*** Available data Section Begins ***
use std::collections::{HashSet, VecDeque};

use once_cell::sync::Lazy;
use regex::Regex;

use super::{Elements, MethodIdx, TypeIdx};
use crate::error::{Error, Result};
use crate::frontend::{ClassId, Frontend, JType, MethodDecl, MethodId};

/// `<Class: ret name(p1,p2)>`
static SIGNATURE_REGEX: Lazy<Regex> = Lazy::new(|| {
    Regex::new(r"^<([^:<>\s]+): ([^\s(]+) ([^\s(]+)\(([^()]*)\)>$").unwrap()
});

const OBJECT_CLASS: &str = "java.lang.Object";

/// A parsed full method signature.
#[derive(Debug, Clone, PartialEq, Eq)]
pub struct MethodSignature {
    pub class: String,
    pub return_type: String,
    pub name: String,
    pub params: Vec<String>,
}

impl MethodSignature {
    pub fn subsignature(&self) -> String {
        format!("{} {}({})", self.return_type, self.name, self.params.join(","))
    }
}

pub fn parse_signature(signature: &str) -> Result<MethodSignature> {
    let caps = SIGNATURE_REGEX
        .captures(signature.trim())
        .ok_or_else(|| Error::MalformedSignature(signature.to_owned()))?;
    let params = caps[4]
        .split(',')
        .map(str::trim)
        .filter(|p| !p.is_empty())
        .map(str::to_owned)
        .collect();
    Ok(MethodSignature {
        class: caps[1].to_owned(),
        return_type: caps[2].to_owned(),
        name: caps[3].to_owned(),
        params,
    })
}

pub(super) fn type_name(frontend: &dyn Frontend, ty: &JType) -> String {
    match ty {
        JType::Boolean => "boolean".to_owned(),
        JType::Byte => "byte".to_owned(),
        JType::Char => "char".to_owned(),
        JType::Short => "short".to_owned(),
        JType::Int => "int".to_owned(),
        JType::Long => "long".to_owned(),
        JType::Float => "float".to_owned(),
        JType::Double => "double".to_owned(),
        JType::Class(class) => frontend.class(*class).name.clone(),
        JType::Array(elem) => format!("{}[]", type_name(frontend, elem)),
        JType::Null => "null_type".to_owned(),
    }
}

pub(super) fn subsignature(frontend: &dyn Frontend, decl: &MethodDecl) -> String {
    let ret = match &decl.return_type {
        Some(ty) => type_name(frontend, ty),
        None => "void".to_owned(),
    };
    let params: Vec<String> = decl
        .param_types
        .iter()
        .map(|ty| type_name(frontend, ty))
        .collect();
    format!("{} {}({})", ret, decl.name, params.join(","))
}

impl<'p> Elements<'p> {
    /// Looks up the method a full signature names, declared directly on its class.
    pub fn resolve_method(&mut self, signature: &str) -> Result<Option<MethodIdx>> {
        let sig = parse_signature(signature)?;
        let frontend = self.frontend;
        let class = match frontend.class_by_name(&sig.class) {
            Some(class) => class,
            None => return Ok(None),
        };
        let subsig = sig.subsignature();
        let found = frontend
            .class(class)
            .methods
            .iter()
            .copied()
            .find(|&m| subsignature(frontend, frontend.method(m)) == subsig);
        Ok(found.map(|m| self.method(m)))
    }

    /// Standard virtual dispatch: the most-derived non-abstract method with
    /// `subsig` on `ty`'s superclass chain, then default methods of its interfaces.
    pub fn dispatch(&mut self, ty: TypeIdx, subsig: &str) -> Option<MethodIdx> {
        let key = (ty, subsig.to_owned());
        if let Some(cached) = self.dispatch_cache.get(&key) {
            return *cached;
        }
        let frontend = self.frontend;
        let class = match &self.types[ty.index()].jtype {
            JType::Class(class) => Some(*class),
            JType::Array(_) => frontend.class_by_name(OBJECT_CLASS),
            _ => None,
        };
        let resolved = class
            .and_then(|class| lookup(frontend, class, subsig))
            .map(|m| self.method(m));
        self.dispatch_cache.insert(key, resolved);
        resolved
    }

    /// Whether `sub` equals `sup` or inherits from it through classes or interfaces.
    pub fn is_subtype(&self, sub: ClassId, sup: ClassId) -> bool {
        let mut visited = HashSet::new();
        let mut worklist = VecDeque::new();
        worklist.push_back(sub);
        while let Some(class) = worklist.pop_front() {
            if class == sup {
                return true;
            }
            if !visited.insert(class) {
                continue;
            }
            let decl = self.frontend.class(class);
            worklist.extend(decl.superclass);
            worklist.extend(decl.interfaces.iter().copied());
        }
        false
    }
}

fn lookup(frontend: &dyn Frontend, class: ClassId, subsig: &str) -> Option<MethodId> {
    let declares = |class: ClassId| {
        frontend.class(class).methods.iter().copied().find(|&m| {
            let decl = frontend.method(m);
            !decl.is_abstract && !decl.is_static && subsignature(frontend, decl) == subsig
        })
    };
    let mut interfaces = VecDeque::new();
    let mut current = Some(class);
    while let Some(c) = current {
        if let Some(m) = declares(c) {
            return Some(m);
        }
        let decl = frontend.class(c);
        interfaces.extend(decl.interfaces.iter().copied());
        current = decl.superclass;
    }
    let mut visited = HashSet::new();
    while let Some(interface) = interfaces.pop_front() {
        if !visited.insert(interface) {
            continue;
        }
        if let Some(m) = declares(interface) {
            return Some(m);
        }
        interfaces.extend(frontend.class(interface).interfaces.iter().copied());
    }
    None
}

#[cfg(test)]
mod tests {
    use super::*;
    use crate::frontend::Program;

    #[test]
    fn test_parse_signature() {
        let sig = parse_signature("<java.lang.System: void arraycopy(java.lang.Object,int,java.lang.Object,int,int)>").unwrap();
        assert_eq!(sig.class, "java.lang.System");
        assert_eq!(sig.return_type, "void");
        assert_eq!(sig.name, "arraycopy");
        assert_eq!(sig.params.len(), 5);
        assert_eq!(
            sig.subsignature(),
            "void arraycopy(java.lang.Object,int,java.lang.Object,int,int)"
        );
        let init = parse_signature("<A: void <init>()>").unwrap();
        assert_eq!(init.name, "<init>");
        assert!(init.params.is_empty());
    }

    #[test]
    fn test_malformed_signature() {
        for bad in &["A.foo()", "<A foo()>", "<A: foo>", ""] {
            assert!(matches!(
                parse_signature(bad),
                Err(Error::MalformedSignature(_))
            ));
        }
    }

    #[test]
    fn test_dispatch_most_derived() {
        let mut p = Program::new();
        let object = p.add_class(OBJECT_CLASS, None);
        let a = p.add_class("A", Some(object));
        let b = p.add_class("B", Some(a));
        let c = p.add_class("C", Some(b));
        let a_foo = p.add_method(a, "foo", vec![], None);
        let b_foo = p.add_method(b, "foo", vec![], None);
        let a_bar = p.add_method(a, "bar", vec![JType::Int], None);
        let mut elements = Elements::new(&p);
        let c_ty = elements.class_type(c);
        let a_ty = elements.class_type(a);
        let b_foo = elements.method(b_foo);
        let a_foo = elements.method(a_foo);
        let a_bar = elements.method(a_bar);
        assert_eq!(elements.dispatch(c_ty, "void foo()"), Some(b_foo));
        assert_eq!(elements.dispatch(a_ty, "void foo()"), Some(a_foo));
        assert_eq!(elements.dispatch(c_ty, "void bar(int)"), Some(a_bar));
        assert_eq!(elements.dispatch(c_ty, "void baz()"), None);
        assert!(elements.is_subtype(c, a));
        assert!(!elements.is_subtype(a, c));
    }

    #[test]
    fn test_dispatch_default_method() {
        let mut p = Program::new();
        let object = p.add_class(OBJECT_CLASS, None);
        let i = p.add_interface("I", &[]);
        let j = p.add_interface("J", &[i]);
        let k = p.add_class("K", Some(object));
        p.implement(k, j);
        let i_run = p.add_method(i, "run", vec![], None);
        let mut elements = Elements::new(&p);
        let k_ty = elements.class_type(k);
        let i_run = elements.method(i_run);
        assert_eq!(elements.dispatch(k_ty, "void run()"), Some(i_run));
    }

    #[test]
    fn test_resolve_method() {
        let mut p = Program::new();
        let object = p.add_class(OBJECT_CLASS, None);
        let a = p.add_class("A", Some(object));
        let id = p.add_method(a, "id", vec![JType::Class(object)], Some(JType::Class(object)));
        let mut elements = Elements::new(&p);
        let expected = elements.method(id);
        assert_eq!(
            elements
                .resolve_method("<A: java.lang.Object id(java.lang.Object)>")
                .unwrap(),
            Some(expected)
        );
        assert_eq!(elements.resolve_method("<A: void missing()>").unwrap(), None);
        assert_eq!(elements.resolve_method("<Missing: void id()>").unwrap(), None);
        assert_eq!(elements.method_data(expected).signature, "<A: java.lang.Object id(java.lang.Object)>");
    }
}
*** Available data Section Ends ***
*** Available data Section Begins ***
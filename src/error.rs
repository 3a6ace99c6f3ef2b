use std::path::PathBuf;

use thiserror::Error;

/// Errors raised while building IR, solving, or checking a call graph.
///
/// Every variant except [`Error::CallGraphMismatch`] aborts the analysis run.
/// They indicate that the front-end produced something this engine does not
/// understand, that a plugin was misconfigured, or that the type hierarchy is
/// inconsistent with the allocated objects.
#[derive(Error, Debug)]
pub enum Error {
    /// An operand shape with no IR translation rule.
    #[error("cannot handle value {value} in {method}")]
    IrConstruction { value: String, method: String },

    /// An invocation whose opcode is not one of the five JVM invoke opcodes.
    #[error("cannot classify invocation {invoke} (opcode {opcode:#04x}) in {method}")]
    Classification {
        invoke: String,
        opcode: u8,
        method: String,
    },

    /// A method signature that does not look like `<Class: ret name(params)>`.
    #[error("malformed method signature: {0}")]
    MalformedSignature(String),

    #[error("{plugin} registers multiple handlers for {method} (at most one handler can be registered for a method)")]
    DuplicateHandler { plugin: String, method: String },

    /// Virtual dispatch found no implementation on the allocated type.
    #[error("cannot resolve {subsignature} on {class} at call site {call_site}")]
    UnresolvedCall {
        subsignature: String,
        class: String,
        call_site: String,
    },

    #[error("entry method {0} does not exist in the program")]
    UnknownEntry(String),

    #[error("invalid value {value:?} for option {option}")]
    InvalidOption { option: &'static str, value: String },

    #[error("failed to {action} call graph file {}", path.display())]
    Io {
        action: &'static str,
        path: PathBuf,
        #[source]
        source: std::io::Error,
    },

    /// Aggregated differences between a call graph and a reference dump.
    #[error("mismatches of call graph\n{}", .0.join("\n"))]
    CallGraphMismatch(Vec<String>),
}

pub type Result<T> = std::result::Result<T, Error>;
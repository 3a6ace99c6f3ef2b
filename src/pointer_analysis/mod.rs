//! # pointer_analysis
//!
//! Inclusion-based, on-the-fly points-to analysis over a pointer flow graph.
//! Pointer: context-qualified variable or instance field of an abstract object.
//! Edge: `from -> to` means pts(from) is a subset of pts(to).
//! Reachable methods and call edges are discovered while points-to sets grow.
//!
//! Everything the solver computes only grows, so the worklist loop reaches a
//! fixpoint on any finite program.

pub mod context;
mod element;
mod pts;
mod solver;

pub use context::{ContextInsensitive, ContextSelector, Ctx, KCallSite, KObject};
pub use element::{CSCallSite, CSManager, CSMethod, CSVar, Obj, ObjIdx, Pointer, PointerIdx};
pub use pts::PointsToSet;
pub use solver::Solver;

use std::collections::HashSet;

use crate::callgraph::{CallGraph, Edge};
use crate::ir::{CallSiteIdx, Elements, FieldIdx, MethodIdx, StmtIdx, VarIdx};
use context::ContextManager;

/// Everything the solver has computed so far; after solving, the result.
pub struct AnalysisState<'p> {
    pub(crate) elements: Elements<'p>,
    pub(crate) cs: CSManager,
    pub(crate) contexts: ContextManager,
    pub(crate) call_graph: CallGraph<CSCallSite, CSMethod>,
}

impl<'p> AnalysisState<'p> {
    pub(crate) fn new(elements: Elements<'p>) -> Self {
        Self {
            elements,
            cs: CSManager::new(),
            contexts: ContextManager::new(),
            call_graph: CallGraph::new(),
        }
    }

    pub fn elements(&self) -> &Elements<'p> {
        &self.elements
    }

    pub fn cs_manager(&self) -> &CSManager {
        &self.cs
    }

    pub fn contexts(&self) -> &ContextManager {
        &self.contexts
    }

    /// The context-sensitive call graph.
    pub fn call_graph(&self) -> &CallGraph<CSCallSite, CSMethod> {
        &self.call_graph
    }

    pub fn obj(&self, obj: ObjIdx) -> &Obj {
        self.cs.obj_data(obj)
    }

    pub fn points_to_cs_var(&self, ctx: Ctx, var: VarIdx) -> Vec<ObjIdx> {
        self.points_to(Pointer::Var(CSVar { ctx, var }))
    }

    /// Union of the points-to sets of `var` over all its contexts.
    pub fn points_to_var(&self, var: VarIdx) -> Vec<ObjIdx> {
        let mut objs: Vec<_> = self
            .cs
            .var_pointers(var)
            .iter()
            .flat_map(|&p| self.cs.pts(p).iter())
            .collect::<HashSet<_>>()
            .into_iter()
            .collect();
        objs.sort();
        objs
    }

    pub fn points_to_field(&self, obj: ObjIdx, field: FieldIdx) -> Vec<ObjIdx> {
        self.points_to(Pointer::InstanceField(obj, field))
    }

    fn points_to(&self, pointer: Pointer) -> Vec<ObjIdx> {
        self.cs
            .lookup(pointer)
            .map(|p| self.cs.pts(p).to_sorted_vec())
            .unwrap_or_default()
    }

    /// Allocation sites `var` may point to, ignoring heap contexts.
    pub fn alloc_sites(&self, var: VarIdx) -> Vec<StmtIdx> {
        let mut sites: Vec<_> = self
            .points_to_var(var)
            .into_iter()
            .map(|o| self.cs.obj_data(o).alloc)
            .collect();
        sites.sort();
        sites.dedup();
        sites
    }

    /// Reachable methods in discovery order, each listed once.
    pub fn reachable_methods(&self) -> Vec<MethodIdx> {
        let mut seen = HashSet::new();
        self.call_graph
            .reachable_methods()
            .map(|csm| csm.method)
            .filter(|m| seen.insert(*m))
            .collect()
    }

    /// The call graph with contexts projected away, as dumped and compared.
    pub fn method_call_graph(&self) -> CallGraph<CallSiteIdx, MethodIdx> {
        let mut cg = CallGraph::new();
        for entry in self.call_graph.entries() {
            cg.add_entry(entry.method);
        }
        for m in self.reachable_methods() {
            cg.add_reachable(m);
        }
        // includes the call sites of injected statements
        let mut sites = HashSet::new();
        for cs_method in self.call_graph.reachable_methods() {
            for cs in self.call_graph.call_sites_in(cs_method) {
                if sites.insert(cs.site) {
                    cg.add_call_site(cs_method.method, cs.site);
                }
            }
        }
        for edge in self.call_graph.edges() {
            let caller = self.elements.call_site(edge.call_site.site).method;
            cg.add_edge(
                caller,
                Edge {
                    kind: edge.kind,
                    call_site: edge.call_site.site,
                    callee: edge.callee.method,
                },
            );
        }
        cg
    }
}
*** Available data Section Ends ***
*** Available data Section Begins ***
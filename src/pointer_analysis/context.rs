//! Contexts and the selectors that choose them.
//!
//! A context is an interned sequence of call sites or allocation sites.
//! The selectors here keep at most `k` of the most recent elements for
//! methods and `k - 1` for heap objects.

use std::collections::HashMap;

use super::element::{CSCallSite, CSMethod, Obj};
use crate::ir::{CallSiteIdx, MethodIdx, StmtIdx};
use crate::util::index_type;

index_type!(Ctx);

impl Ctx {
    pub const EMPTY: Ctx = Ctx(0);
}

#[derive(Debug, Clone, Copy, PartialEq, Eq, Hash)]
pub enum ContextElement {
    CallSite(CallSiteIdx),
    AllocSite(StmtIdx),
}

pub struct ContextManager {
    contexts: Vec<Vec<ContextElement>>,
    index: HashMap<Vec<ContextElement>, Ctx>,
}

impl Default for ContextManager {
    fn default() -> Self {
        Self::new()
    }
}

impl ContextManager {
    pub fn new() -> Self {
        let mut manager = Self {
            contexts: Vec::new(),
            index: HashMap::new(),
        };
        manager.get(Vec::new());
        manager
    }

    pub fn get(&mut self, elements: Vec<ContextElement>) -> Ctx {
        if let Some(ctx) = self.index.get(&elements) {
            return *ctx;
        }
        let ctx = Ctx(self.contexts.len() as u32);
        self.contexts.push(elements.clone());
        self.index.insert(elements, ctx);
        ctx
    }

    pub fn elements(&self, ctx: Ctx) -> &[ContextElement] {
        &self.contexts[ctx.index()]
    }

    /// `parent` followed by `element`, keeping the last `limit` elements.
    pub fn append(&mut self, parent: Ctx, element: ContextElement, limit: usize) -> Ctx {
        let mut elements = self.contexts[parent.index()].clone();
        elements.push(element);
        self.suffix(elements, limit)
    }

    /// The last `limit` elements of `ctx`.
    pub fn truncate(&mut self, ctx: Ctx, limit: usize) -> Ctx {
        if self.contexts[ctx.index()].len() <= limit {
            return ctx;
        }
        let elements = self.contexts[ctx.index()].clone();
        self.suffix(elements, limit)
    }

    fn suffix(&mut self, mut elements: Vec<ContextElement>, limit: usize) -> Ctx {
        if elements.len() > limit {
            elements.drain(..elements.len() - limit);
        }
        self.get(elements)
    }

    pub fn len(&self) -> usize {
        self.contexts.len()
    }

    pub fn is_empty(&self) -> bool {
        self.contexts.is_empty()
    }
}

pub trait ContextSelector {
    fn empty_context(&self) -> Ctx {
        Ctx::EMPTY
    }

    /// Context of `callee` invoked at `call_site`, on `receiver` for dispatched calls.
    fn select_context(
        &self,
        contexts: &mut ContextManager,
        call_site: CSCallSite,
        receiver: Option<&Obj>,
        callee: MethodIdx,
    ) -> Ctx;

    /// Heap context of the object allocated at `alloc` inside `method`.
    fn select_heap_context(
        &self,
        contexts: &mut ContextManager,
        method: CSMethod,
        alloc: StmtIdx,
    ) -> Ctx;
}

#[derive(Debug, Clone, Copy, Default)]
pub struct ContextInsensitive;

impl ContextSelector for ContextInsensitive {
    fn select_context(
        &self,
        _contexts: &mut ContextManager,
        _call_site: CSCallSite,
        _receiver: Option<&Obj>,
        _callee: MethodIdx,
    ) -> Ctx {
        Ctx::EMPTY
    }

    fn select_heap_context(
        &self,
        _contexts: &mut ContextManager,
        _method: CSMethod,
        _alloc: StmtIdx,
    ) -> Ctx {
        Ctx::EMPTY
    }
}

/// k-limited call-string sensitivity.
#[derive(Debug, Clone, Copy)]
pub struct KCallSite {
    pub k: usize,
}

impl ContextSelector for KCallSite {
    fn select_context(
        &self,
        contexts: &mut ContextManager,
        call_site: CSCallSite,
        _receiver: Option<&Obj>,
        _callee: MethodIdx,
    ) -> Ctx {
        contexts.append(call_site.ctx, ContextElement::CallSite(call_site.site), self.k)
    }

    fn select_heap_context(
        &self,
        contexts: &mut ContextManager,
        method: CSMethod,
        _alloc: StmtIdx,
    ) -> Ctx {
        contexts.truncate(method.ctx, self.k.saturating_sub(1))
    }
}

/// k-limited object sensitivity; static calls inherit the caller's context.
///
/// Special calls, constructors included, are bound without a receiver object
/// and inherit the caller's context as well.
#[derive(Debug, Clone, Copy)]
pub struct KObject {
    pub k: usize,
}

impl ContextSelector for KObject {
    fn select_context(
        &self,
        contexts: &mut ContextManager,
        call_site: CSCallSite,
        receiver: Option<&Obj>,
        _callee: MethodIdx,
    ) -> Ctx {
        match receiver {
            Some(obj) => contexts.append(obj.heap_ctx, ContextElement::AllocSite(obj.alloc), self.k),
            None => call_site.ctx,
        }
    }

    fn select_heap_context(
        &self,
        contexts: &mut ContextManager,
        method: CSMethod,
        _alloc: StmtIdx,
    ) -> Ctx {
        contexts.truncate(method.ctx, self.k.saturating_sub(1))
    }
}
*** Available data Section Ends ***
* **Work to be completed**: In the entries above, find every line with the word "MalformedSignature" and list it.

* **Solution for this exercise**:
        .ok_or_else(|| Error::MalformedSignature(signature.to_owned()))?;
                Err(Error::MalformedSignature(_))
    MalformedSignature(String),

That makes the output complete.